Hydropeaking causes an important environmental impact on running water ecosystems. Many affected rivers have a poor ecological status. In rivers affected by hydropeaking, the flow conditions are highly complex and difficult to grasp. The implemented event-based algorithm detects flow fluctuations corresponding to increase events (IC) and decrease events (DC). For each event, a set of parameters related to the fluctuation intensity is calculated: maximum flow fluctuation rate (MAFR), mean flow fluctuation rate (MEFR), amplitude (AMP), flow ratio (RATIO), and duration (DUR).
Greimel et al. (2016) introduced a framework for detecting and characterising sub-daily flow fluctuations. By analysing more than 500 Austrian hydrographs, covering the whole range from unimpacted to heavily impacted rivers, different fluctuation types could be identified according to the potential source: e.g., sub-daily flow fluctuations caused by hydropeaking, rainfall or snow and glacier melt. The hydropeak package enables detecting flow fluctuation events in a given time series by computing differences between consecutive time steps and calculating flow fluctuation parameters.

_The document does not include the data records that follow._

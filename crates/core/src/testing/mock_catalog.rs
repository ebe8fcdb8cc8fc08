//! Mock book catalog for testing.

use std::sync::{Arc, Mutex};

use async_trait::async_trait;

use crate::resolver::{BookCatalog, CatalogRecord, ResolverError};

use super::fixtures;

/// Mock implementation of the `BookCatalog` trait.
///
/// Clones share state, so a test can assert on recorded lookups.
#[derive(Clone, Debug)]
pub struct MockCatalog {
    record: Option<CatalogRecord>,
    fail: bool,
    /// Recorded lookup queries.
    lookups: Arc<Mutex<Vec<String>>>,
}

impl MockCatalog {
    /// Every lookup hits a default record with this title.
    pub fn with_hit(title: &str) -> Self {
        Self::with_record(fixtures::catalog_record(title))
    }

    /// Every lookup hits exactly this record.
    pub fn with_record(record: CatalogRecord) -> Self {
        Self {
            record: Some(record),
            fail: false,
            lookups: Arc::new(Mutex::new(Vec::new())),
        }
    }

    /// Every lookup comes back empty.
    pub fn miss() -> Self {
        Self {
            record: None,
            fail: false,
            lookups: Arc::new(Mutex::new(Vec::new())),
        }
    }

    /// Every lookup fails.
    pub fn failing() -> Self {
        Self {
            record: None,
            fail: true,
            lookups: Arc::new(Mutex::new(Vec::new())),
        }
    }

    /// Lookup queries recorded so far, in order.
    pub async fn recorded_lookups(&self) -> Vec<String> {
        self.lookups.lock().unwrap().clone()
    }
}

#[async_trait]
impl BookCatalog for MockCatalog {
    async fn lookup(&self, query: &str) -> Result<Option<CatalogRecord>, ResolverError> {
        self.lookups.lock().unwrap().push(query.to_string());

        if self.fail {
            return Err(ResolverError::ApiError {
                status: 500,
                message: "mock catalog failure".to_string(),
            });
        }
        Ok(self.record.clone())
    }
}

#[cfg(test)]
mod tests {
    use super::*;

    #[tokio::test]
    async fn test_hit_and_recording() {
        let catalog = MockCatalog::with_hit("Moby Dick");
        let record = catalog.lookup("moby").await.unwrap().unwrap();
        assert_eq!(record.title, "Moby Dick");
        assert_eq!(catalog.recorded_lookups().await, vec!["moby"]);
    }

    #[tokio::test]
    async fn test_miss_and_failure() {
        assert!(MockCatalog::miss().lookup("x").await.unwrap().is_none());
        assert!(MockCatalog::failing().lookup("x").await.is_err());
    }
}
//! Prometheus metrics for core components.
//!
//! This module provides metrics for:
//! - Aggregated searches (fan-out duration, listings returned, fallbacks)
//! - Batch validation runs
//! - External services (catalog, listing sources, insight provider)

use once_cell::sync::Lazy;
use prometheus::{HistogramOpts, HistogramVec, IntCounter, IntCounterVec, Opts};

// =============================================================================
// Search Metrics
// =============================================================================

/// Aggregated searches total by outcome.
pub static SEARCHES_TOTAL: Lazy<IntCounterVec> = Lazy::new(|| {
    IntCounterVec::new(
        Opts::new("bookscout_searches_total", "Total aggregated searches"),
        &["outcome"], // "live", "simulated", "empty"
    )
    .unwrap()
});

/// Search fan-out duration in seconds.
pub static SEARCH_DURATION: Lazy<HistogramVec> = Lazy::new(|| {
    HistogramVec::new(
        HistogramOpts::new(
            "bookscout_search_duration_seconds",
            "Duration of an aggregated search",
        )
        .buckets(vec![0.05, 0.1, 0.25, 0.5, 1.0, 2.5, 5.0, 10.0, 30.0]),
        &[],
    )
    .unwrap()
});

/// Listings returned per search.
pub static LISTINGS_RETURNED: Lazy<HistogramVec> = Lazy::new(|| {
    HistogramVec::new(
        HistogramOpts::new(
            "bookscout_listings_returned",
            "Number of listings returned per search",
        )
        .buckets(vec![0.0, 1.0, 5.0, 10.0, 25.0, 50.0, 100.0]),
        &[],
    )
    .unwrap()
});

/// Source failures total by source.
pub static SOURCE_FAILURES: Lazy<IntCounterVec> = Lazy::new(|| {
    IntCounterVec::new(
        Opts::new(
            "bookscout_source_failures_total",
            "Total listing source failures",
        ),
        &["source"],
    )
    .unwrap()
});

// =============================================================================
// Batch Metrics
// =============================================================================

/// Batch queries processed total by verdict.
pub static BATCH_QUERIES: Lazy<IntCounterVec> = Lazy::new(|| {
    IntCounterVec::new(
        Opts::new(
            "bookscout_batch_queries_total",
            "Total batch queries processed",
        ),
        &["verdict"], // "verified", "suggestion", "not_found", "unknown"
    )
    .unwrap()
});

/// Batch run duration in seconds.
pub static BATCH_DURATION: Lazy<HistogramVec> = Lazy::new(|| {
    HistogramVec::new(
        HistogramOpts::new("bookscout_batch_duration_seconds", "Duration of a batch run")
            .buckets(vec![0.5, 1.0, 2.5, 5.0, 10.0, 30.0, 60.0, 120.0, 300.0]),
        &[],
    )
    .unwrap()
});

// =============================================================================
// External Service Metrics
// =============================================================================

/// External service requests total.
pub static EXTERNAL_SERVICE_REQUESTS: Lazy<IntCounterVec> = Lazy::new(|| {
    IntCounterVec::new(
        Opts::new(
            "bookscout_external_service_requests_total",
            "Total external service requests",
        ),
        &["service", "status"], // status: "success", "error"
    )
    .unwrap()
});

/// Insight reports generated total.
pub static INSIGHT_REPORTS: Lazy<IntCounter> = Lazy::new(|| {
    IntCounter::new(
        "bookscout_insight_reports_total",
        "Total insight reports generated",
    )
    .unwrap()
});

// =============================================================================
// Helper functions
// =============================================================================

/// Get all core metrics for registration in a registry.
pub fn all_metrics() -> Vec<Box<dyn prometheus::core::Collector>> {
    vec![
        // Search
        Box::new(SEARCHES_TOTAL.clone()),
        Box::new(SEARCH_DURATION.clone()),
        Box::new(LISTINGS_RETURNED.clone()),
        Box::new(SOURCE_FAILURES.clone()),
        // Batch
        Box::new(BATCH_QUERIES.clone()),
        Box::new(BATCH_DURATION.clone()),
        // External services
        Box::new(EXTERNAL_SERVICE_REQUESTS.clone()),
        Box::new(INSIGHT_REPORTS.clone()),
    ]
}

To detect flow fluctuation events, hydropeak needs an input data frame that contains at least a column with an ID of the gauging station, a column with date-time values, and a column with flow rates (Q). To use the functions of hydropeak properly, the input data frame has to be converted to a S3 class called flow
. This happens by default in the main function get_metrics()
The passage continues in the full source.